Item 2.03 | Creation of a Direct Financial Obligation or an Obligation under an Off-Balance Sheet Arrangement of a Registrant. |
The disclosure set forth above under Item 1.01 is incorporated by reference herein.
Item 9.01 | Financial Statements and Exhibits |
(a) Not applicable.
(b) Not applicable.
(c) Not applicable.
(d) Exhibits.
Exhibit No.
SIGNATURE
Pursuant to the requirements of the Securities Exchange Act of 1934, as amended, the Registrant has duly caused this Current Report on Form 8-K to be signed on its behalf by the undersigned hereunto duly authorized.
NEW MOUNTAIN Guardian III BDC, L.L.C. | |||
Date: October 6, 2021 | By: |
/s/ Karrie J. Jerry | |
Name: | Karrie J. Jerry | ||
Title: | Corporate Secretary |
Exhibit 10.1
September 30, 2021
New Mountain Guardian III BDC, L.L.C.
787 Seventh Avenue, 49th Floor
New York, New York 10019
Re: New Mountain Guardian III BDC, L.L.C. – Facility Increase Letter
Ladies and Gentlemen:
Reference is hereby made to the Loan Authorization Agreement dated as of July 30, 2019, among New Mountain Guardian III BDC, L.L.C., a Delaware limited liability company (the “Fund”), and BMO Harris Bank N.A. (the “Lender”) (as amended, restated, supplemented or otherwise modified prior to date hereof, the “Loan Agreement”). All capitalized terms used but not defined herein shall have the meanings assigned thereto in the Loan Agreement.
The Fund has requested that the Lender agree to, and the Lender has agreed to, increase the Amount of Maximum Credit under the Loan Agreement from $177,253,110 to 225,784,214, subject to the terms and conditions of the Loan Agreement. As of the date hereof and until otherwise agreed to in writing by the Lender, the Section entitled “Amount of Maximum Credit” appearing on the first page of the Loan Agreement is hereby amended to replace the reference of “$177,253,110” therein with a reference to “$225,784,214”.

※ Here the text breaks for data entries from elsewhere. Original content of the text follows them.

// ── Fleet view projection ──
//
// Pure function from the machine snapshot to what the rendering surface
// draws: one card per machine plus the aggregate counters. No side
// effects, no rendering — the TUI and CLI both consume this, and the
// classification rules are pinned by tests here rather than in either
// front-end.

use std::sync::Arc;

use serde::Serialize;

use crate::model::{ConnectMethod, MacAddress, Machine, MachineKind};

/// Placeholder for an absent host address.
pub const UNKNOWN_ADDRESS: &str = "-";

/// Aggregate counters across the fleet.
///
/// `running + stopped == total` by construction — the classification is
/// binary, and "starting"/"error" states count as stopped.
#[derive(Debug, Clone, Copy, PartialEq, Eq, Default, Serialize)]
pub struct FleetSummary {
    pub total: usize,
    pub running: usize,
    pub stopped: usize,
}

/// An action control on a machine card, in row order.
#[derive(Debug, Clone, Copy, PartialEq, Eq, Serialize)]
#[serde(rename_all = "kebab-case")]
pub enum CardAction {
    Connect,
    Wake,
    PowerOff,
    Reboot,
    Delete,
}

/// Everything a rendering surface needs to draw one machine card.
#[derive(Debug, Clone, PartialEq, Eq, Serialize)]
pub struct MachineCard {
    pub identity: MacAddress,
    pub name: String,
    /// Binary status indicator.
    pub running: bool,
    /// Host address, with [`UNKNOWN_ADDRESS`] standing in for absent.
    pub address: String,
    pub login_user: String,
    pub method: String,
    /// Raw status text as reported by the backend.
    pub status: String,
    pub kind: MachineKind,
    /// Action row. Wake appears only for physical machines; power-off,
    /// reboot, delete, and connect are always present regardless of the
    /// machine's current state.
    pub actions: Vec<CardAction>,
}

/// The full projected view: cards in backend order plus counters.
#[derive(Debug, Clone, PartialEq, Eq, Default, Serialize)]
pub struct FleetView {
    pub cards: Vec<MachineCard>,
    pub summary: FleetSummary,
}

/// Project the current machine snapshot into the view model.
pub fn project_fleet(machines: &[Arc<Machine>]) -> FleetView {
    let mut summary = FleetSummary {
        total: machines.len(),
        ..FleetSummary::default()
    };

    let cards = machines
        .iter()
        .map(|machine| {
            let running = machine.is_running();
            if running {
                summary.running += 1;
            } else {
                summary.stopped += 1;
            }
            project_card(machine, running)
        })
        .collect();

    FleetView { cards, summary }
}

fn project_card(machine: &Machine, running: bool) -> MachineCard {
    let mut actions = vec![CardAction::Connect];
    if machine.supports_wake() {
        actions.push(CardAction::Wake);
    }
    actions.extend([CardAction::PowerOff, CardAction::Reboot, CardAction::Delete]);

    MachineCard {
        identity: machine.identity.clone(),
        name: machine.display_name.clone(),
        running,
        address: machine
            .host_address
            .clone()
            .filter(|a| !a.is_empty())
            .unwrap_or_else(|| UNKNOWN_ADDRESS.to_owned()),
        login_user: machine.login_user.clone(),
        method: machine.connect_method.to_string(),
        status: machine.status.clone(),
        kind: machine.kind,
        actions,
    }
}

impl MachineCard {
    pub fn has_action(&self, action: CardAction) -> bool {
        self.actions.contains(&action)
    }
}
//! CLI configuration — thin wrapper around `fleetdeck_config` shared types.
//!
//! Re-exports the shared types and adds CLI-specific resolution that
//! respects `GlobalOpts` flag overrides (--backend, --timeout, etc.).

use std::time::Duration;

use fleetdeck_core::ControllerConfig;

use crate::cli::GlobalOpts;
use crate::error::CliError;

// ── Re-exports from shared crate ────────────────────────────────────

pub use fleetdeck_config::{Config, Profile, config_path, load_config_or_default, save_config};

// ── CLI-specific helpers ────────────────────────────────────────────

/// Resolve the active profile name from CLI flags and config.
pub fn active_profile_name(global: &GlobalOpts, config: &Config) -> String {
    global
        .profile
        .clone()
        .or_else(|| config.default_profile.clone())
        .unwrap_or_else(|| "default".into())
}

/// Build a `ControllerConfig` from the config file, profile, and CLI
/// overrides. Flags beat profile values; a bare `--backend` works with no
/// config file at all.
pub fn resolve_controller_config(global: &GlobalOpts) -> Result<ControllerConfig, CliError> {
    let cfg = load_config_or_default();
    let profile_name = active_profile_name(global, &cfg);
    let profile = cfg.profiles.get(&profile_name);

    // An explicitly requested profile must exist.
    if global.profile.is_some() && profile.is_none() {
        let mut available: Vec<&str> = cfg.profiles.keys().map(String::as_str).collect();
        available.sort_unstable();
        return Err(CliError::ProfileNotFound {
            name: profile_name,
            available: available.join(", "),
        });
    }

    // 1. Backend URL (flag > env > profile)
    let url_str = global
        .backend
        .as_deref()
        .or(profile.map(|p| p.backend.as_str()))
        .ok_or_else(|| CliError::NoConfig {
            path: config_path().display().to_string(),
        })?;
    let url: url::Url = url_str.parse().map_err(|_| CliError::Validation {
        field: "backend".into(),
        reason: format!("invalid URL: {url_str}"),
    })?;

    // 2. TLS / timeout (flag overrides profile)
    let accept_invalid_certs = global.insecure || profile.is_some_and(|p| p.insecure);
    let timeout = Duration::from_secs(global.timeout);

    Ok(ControllerConfig {
        url,
        // One-shot CLI invocations never poll on a timer.
        poll_interval_secs: 0,
        timeout,
        accept_invalid_certs,
    })
}
//! Command handlers, one module per command family.

pub mod config_cmd;
pub mod connect;
pub mod machines;
pub mod power;

use crate::cli::{Command, GlobalOpts};
use crate::error::CliError;

/// Dispatch a parsed command to its handler.
pub async fn dispatch(cmd: Command, global: &GlobalOpts) -> Result<(), CliError> {
    match cmd {
        Command::List => machines::list(global).await,
        Command::Power(args) => power::handle(&args, global).await,
        Command::Delete(args) => machines::delete(&args, global).await,
        Command::Add(args) => machines::add(&args, global).await,
        Command::Connect(args) => connect::handle(&args, global).await,
        Command::Config(cmd) => config_cmd::handle(&cmd, global),
    }
}
// ── Connect action resolution ──
//
// Connect never talks to the backend. It resolves a machine into either a
// client-protocol URI (SSH) or a backend navigation URL (remote desktop),
// or fails locally — missing address and unrecognized methods short-circuit
// before any request could happen.

use fleetdeck_api::InventoryClient;
use url::Url;

use crate::error::CoreError;
use crate::model::{ConnectMethod, Machine};

/// Where a Connect action sends the operator.
#[derive(Debug, Clone, PartialEq, Eq)]
pub enum ConnectTarget {
    /// A client-protocol URI (`ssh://user@host`) for the OS URI handler.
    Uri(String),
    /// A backend endpoint to navigate to; the backend establishes the
    /// session (e.g. serves an `.rdp` file).
    Navigation(Url),
}

impl ConnectTarget {
    /// The target as a plain string, whichever variant it is.
    pub fn as_str(&self) -> &str {
        match self {
            Self::Uri(s) => s,
            Self::Navigation(u) => u.as_str(),
        }
    }
}

/// Resolve the Connect action for `machine`.
///
/// Local validation only: a missing host address or a method outside the
/// recognized set returns [`CoreError::ValidationFailed`] with zero
/// network or navigation calls issued.
pub fn connect_target(
    machine: &Machine,
    client: &InventoryClient,
) -> Result<ConnectTarget, CoreError> {
    let Some(host) = machine.host_address.as_deref() else {
        return Err(CoreError::ValidationFailed {
            message: format!("no host address known for {}", machine.display_name),
        });
    };

    match &machine.connect_method {
        ConnectMethod::Ssh => Ok(ConnectTarget::Uri(format!(
            "ssh://{}@{host}",
            machine.login_user
        ))),
        ConnectMethod::RemoteDesktop | ConnectMethod::Api => {
            let url = client.rdp_url(host).map_err(CoreError::from)?;
            Ok(ConnectTarget::Navigation(url))
        }
        ConnectMethod::Other(method) => Err(CoreError::ValidationFailed {
            message: format!(
                "connection method '{method}' is not supported for {}",
                machine.display_name
            ),
        }),
    }
}

#[cfg(test)]
#[allow(clippy::unwrap_used)]
mod tests {
    use super::*;
    use crate::model::{MacAddress, MachineKind};

    fn client() -> InventoryClient {
        InventoryClient::with_client(
            reqwest::Client::new(),
            Url::parse("http://backend:5000").unwrap(),
        )
    }

    fn machine(method: ConnectMethod, host: Option<&str>) -> Machine {
        Machine {
            identity: MacAddress::new("aa:bb:cc:dd:ee:ff"),
            display_name: "nas".into(),
            host_address: host.map(String::from),
            login_user: "admin".into(),
            connect_method: method,
            status: String::new(),
            kind: MachineKind::Physical,
            last_updated: None,
        }
    }

    #[test]
    fn ssh_builds_client_uri() {
        let target = connect_target(&machine(ConnectMethod::Ssh, Some("10.0.0.5")), &client());
        assert_eq!(target.unwrap(), ConnectTarget::Uri("ssh://admin@10.0.0.5".into()));
    }

    #[test]
    fn remote_desktop_navigates_to_backend() {
        let target =
            connect_target(&machine(ConnectMethod::RemoteDesktop, Some("10.0.0.5")), &client())
                .unwrap();
        assert_eq!(target.as_str(), "http://backend:5000/api/rdp/10.0.0.5");
    }

    #[test]
    fn api_method_navigates_to_backend() {
        let target =
            connect_target(&machine(ConnectMethod::Api, Some("10.0.0.5")), &client()).unwrap();
        assert!(matches!(target, ConnectTarget::Navigation(_)));
    }

    #[test]
    fn missing_address_fails_locally() {
        let err = connect_target(&machine(ConnectMethod::Ssh, None), &client()).unwrap_err();
        assert!(matches!(err, CoreError::ValidationFailed { .. }));
    }

    #[test]
    fn unrecognized_method_fails_locally() {
        let err = connect_target(
            &machine(ConnectMethod::Other("Telnet".into()), Some("10.0.0.5")),
            &client(),
        )
        .unwrap_err();
        assert!(matches!(err, CoreError::ValidationFailed { .. }));
    }
}
//! Modal-surface rendering helpers shared by the add form and the
//! password prompt.

use ratatui::{
    Frame,
    layout::Rect,
    style::Style,
    text::{Line, Span},
    widgets::{Block, BorderType, Borders, Paragraph},
};
use tui_input::Input;

use crate::theme;

/// A centered rect of at most `width` x `height` inside `area`.
pub fn centered_rect(area: Rect, width: u16, height: u16) -> Rect {
    let width = width.min(area.width.saturating_sub(4));
    let height = height.min(area.height.saturating_sub(2));
    let x = (area.width.saturating_sub(width)) / 2;
    let y = (area.height.saturating_sub(height)) / 2;
    Rect::new(area.x + x, area.y + y, width, height)
}

/// Paint a solid backdrop so the modal doesn't blend into the cards below.
pub fn fill_background(frame: &mut Frame, area: Rect) {
    frame.render_widget(
        Block::default().style(Style::default().bg(theme::BG_DARK)),
        area,
    );
}

/// Render one labelled text field. The value is masked when `mask` is set
/// (password input). Focused fields get the accent border.
pub fn render_text_field(
    frame: &mut Frame,
    area: Rect,
    label: &str,
    input: &Input,
    focused: bool,
    mask: bool,
) {
    let border = if focused {
        theme::border_focused()
    } else {
        theme::border_default()
    };

    let block = Block::default()
        .title(Span::styled(format!(" {label} "), theme::field_label()))
        .borders(Borders::ALL)
        .border_type(BorderType::Rounded)
        .border_style(border);

    let inner = block.inner(area);
    frame.render_widget(block, area);

    let shown = if mask {
        "•".repeat(input.value().chars().count())
    } else {
        input.value().to_owned()
    };

    // Keep the cursor in view on long values.
    let scroll = input.visual_scroll(usize::from(inner.width.saturating_sub(1)));
    let paragraph = Paragraph::new(Line::from(Span::styled(shown, theme::field_value())))
        .scroll((0, u16::try_from(scroll).unwrap_or(0)));
    frame.render_widget(paragraph, inner);

    if focused {
        let cursor_x = u16::try_from(input.visual_cursor().saturating_sub(scroll)).unwrap_or(0);
        frame.set_cursor_position((inner.x + cursor_x, inner.y));
    }
}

Except for the amendments set forth herein, the Loan Agreement shall remain in full force and effect in accordance with its current terms. Delivery of executed counterparts of this letter agreement by telecopy or by e-mail transmission of an Adobe portable document format file (also known as a “PDF” file) shall be effective as originals.
[Signature Page Follows]
This letter agreement supersedes and replaces any other written agreement or prior oral discussion regarding the matters set forth herein. This letter agreement shall be governed by the laws of the State of New York.
Very truly yours, | ||
BMO Harris Bank N.A. | ||
By: | /s/ Kristina Burdin | |
Name: | Kristina Burdin | |
Title: | Director |
[Signature Page to Facility Increase Letter (September 2021) – New Mountain Guardian III BDC, L.L.C.]
Acknowledged and agreed to by:
New Mountain Guardian III BDC, L.L.C. | ||
By: | /s/ Shiraz Kajee | |
Name: | Shiraz Kajee | |
Its: | Authorized Signatory |
[Signature Page to Facility Increase Letter (September 2021) – New Mountain Guardian III BDC, L.L.C.]